Saturday, October 07, 2006

Early memories and signs that I wasn't quite like the other people:

*I lived in my own little world and was very introspective. In fact, I don't remember speaking anywhere near as much as I *thought*. In addition, it was years before I could easily articulate the things I was thinking about.

*I did not understand boundaries. Oh, I got plenty of spankings....but somehow, I thought rules and boundaries were for people who wanted them, for regular people who wanted to be constrained by them, not for me.

*Other children seemed rather petty, babyish, and uninteresting, as a whole. They seemed to always be agreeing with one another without actually thinking very much about the subject they claimed to agree on.

*I couldn't understand the emphasis on money. If all they wanted was money, why didn't they just pass around an offering plate like they do at church?

*Nor could I understand clothing. I saw some big, lovely fuzzy burdock leaves and asked my babysitter why she couldn't use those for a bathing suit, so we could go swimming. She laughed as though it were absurd. I couldn't see why, they looked nice to me!

*I particularly hated people who talked behind people's backs and then acted all phony nice. I made a point to tell them what others were saying about them and to promote honesty between the two backstabbing parties. It didn't help, and I couldn't understand why not.
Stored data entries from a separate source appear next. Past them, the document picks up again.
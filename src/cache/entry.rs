//! Serialized shape of a cached comment list.

use serde::{Deserialize, Serialize};
use thiserror::Error;
use time::OffsetDateTime;

use crate::domain::comments::Comment;

/// Current entry layout. Entries carrying any other version are misses.
pub const ENTRY_SCHEMA_VERSION: u32 = 1;

#[derive(Debug, Error)]
pub enum EntryError {
    #[error("entry is not valid json: {0}")]
    Json(#[from] serde_json::Error),
    #[error("unsupported entry version {found}")]
    UnsupportedVersion { found: u32 },
}

/// Shadow copy of a post's comments, stored as one opaque string value.
///
/// `count` equals `comments.len()` when written; it is not re-checked on read.
#[derive(Debug, Clone, PartialEq, Eq, Serialize, Deserialize)]
pub struct CacheEntry {
    pub version: u32,
    /// Newest first.
    pub comments: Vec<Comment>,
    /// Write time, milliseconds since the Unix epoch.
    pub timestamp: i64,
    pub count: usize,
}

impl CacheEntry {
    pub fn new(comments: Vec<Comment>) -> Self {
        let count = comments.len();
        Self {
            version: ENTRY_SCHEMA_VERSION,
            comments,
            timestamp: epoch_millis(),
            count,
        }
    }

    /// New entry with `comment` placed at the head of the list.
    pub fn prepended(self, comment: Comment) -> Self {
        let mut comments = Vec::with_capacity(self.comments.len() + 1);
        comments.push(comment);
        comments.extend(self.comments);
        Self::new(comments)
    }

    /// Drops every comment whose id is `comment_id`.
    ///
    /// Returns `None` when nothing matched, leaving the caller's entry as is.
    pub fn without(&self, comment_id: &str) -> Option<Self> {
        if !self.comments.iter().any(|comment| comment.id == comment_id) {
            return None;
        }
        let remaining = self
            .comments
            .iter()
            .filter(|comment| comment.id != comment_id)
            .cloned()
            .collect();
        Some(Self::new(remaining))
    }

    pub fn encode(&self) -> Result<String, EntryError> {
        Ok(serde_json::to_string(self)?)
    }

    pub fn decode(raw: &str) -> Result<Self, EntryError> {
        let entry: Self = serde_json::from_str(raw)?;
        if entry.version != ENTRY_SCHEMA_VERSION {
            return Err(EntryError::UnsupportedVersion {
                found: entry.version,
            });
        }
        Ok(entry)
    }
}

pub(crate) fn epoch_millis() -> i64 {
    let nanos = OffsetDateTime::now_utc().unix_timestamp_nanos() / 1_000_000;
    i64::try_from(nanos).unwrap_or(i64::MAX)
}

#[cfg(test)]
mod tests {
    use time::macros::datetime;

    use super::*;

    fn comment(id: &str) -> Comment {
        Comment {
            id: id.to_string(),
            post_id: "post-1".to_string(),
            content: format!("content of {id}"),
            author_id: "user-1".to_string(),
            author_name: "Ada".to_string(),
            created_at: datetime!(2024-05-01 12:00:00 UTC),
        }
    }

    #[test]
    fn new_entry_counts_comments() {
        let entry = CacheEntry::new(vec![comment("c1"), comment("c2")]);
        assert_eq!(entry.version, ENTRY_SCHEMA_VERSION);
        assert_eq!(entry.count, 2);
        assert!(entry.timestamp > 0);
    }

    #[test]
    fn prepended_puts_newest_first() {
        let entry = CacheEntry::new(vec![comment("c1")]).prepended(comment("c2"));
        let ids: Vec<_> = entry.comments.iter().map(|c| c.id.as_str()).collect();
        assert_eq!(ids, ["c2", "c1"]);
        assert_eq!(entry.count, 2);
    }

    #[test]
    fn without_removes_matching_comment() {
        let entry = CacheEntry::new(vec![comment("c1"), comment("c2")]);
        let trimmed = entry.without("c1").expect("c1 is present");
        assert_eq!(trimmed.comments, vec![comment("c2")]);
        assert_eq!(trimmed.count, 1);
    }

    #[test]
    fn without_unknown_id_reports_no_change() {
        let entry = CacheEntry::new(vec![comment("c1")]);
        assert!(entry.without("missing").is_none());
    }

    #[test]
    fn decode_accepts_encoded_entry() {
        let entry = CacheEntry::new(vec![comment("c1")]);
        let raw = entry.encode().expect("encode");
        assert_eq!(CacheEntry::decode(&raw).expect("decode"), entry);
    }

    #[test]
    fn decode_rejects_unversioned_legacy_shape() {
        let raw = r#"{"comments":[],"timestamp":1700000000000,"count":0}"#;
        assert!(matches!(CacheEntry::decode(raw), Err(EntryError::Json(_))));
    }

    #[test]
    fn decode_rejects_future_version() {
        let raw = r#"{"version":7,"comments":[],"timestamp":1,"count":0}"#;
        assert!(matches!(
            CacheEntry::decode(raw),
            Err(EntryError::UnsupportedVersion { found: 7 })
        ));
    }

    #[test]
    fn decode_rejects_garbage() {
        assert!(CacheEntry::decode("not json").is_err());
    }
}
*The first thing I remember reading was some kind of a medical book. It belonged to my Grandfather (a doctor) and must have been from his time in the military (WWII). The book listed various injuries and whether the person had a good chance of living or not. I think it must have been discussing triage, a concept I didn't unerstand yet. I walked to school chanting silently to myself, that if a person lost an arm or a leg, they would probably live, but if they lost both legs and arms, they'd die (and all the variations in between). I really liked this book and found it fascinating, but one day my Grandpa discovered me reading it and took it away. He was really upset for some reason and I heard him scolding my teenage uncles. He seemed to think they had left it out...but I think I had found it in the attic. I looked for that book again, week after week, on the shelf where I'd put it, but I never found it again and that made me sad. I'm not sure they knew I could read. I was somewhere between 4 and 6.

*I was talking to my dad abbout numbers. He kept trying to show me about number lines, and my numbers didn't look like that. I told him that my numbers went up, kind of like stairs, into infinity, and that they were transparent and black. He went away mumbling "transparent black numbers....." as though that were an oxymoron. What I wanted to say was that in order for me to do math at all, I had to visually flip through these numbers, they were (were? still are!) like cards overlapping a little bit. When you find the one you want, it lights up. To add, you have to count ahead or skip the desired number of cards. Adding was easy, you just went up the stairs. Subtraction was hard because of the way the cards were layered, it's like falling down the stairs and then looking back up to make sure you fell far enough. You can see the numbers ahead, but not the ones behind. Multiples of ten were a different color or bolder. When I recited numbers (I counted out loud all the time) I emphasized the bold numbers. My uncle teased me for this and asked me why, but I couldn't explain it.

*Spelling was simple. I just pronounced things as irrationally as they were spelled, inside my head. So I had this constant stream going on: Ve-get-ables! Wed-nes-day! pe-op-le! (pee-oh-pull) fri-end! (fry-end) and I would see the words as I said them. I was very good at spelling.

*I daydreamed all the time. My thoughts were so vivid that people could wave hands in front of my face and I would not see them. Teachers complained of my not paying attention. I hardly heard what they said, anyhow.

*I loved art, but it was a little frustrating, because I had exact ideas of what I wanted to draw, and sometimes I even tried to trace it on the paper, but it didn't come out the way I wanted it to. I drew the same subject over and over and over and over again, hundreds of times, trying to get it right. Teachers got sick and tired of seeing the same subject matter.

*Poeple seemed so petty and crabby. They worried abot all sorts of trivial things I didn't care about, and then the things that did interest me, such as small snail shells found behind the hedges, or a matchbox, or an insect, were only bothersome annoyances to them. They expected me to care about what they liked, and yet they routinely destroyed or insulted what meant the most to me. That seemed so wrong.
If I think of more, I'll add that. In a nutshell, even though I was a child, I felt quite equal to the adults around me and expected to be treated with the same respect. If someone was condescending or abusive to me, I held a grudge against them for years, because I felt that they simply had no right to act that way.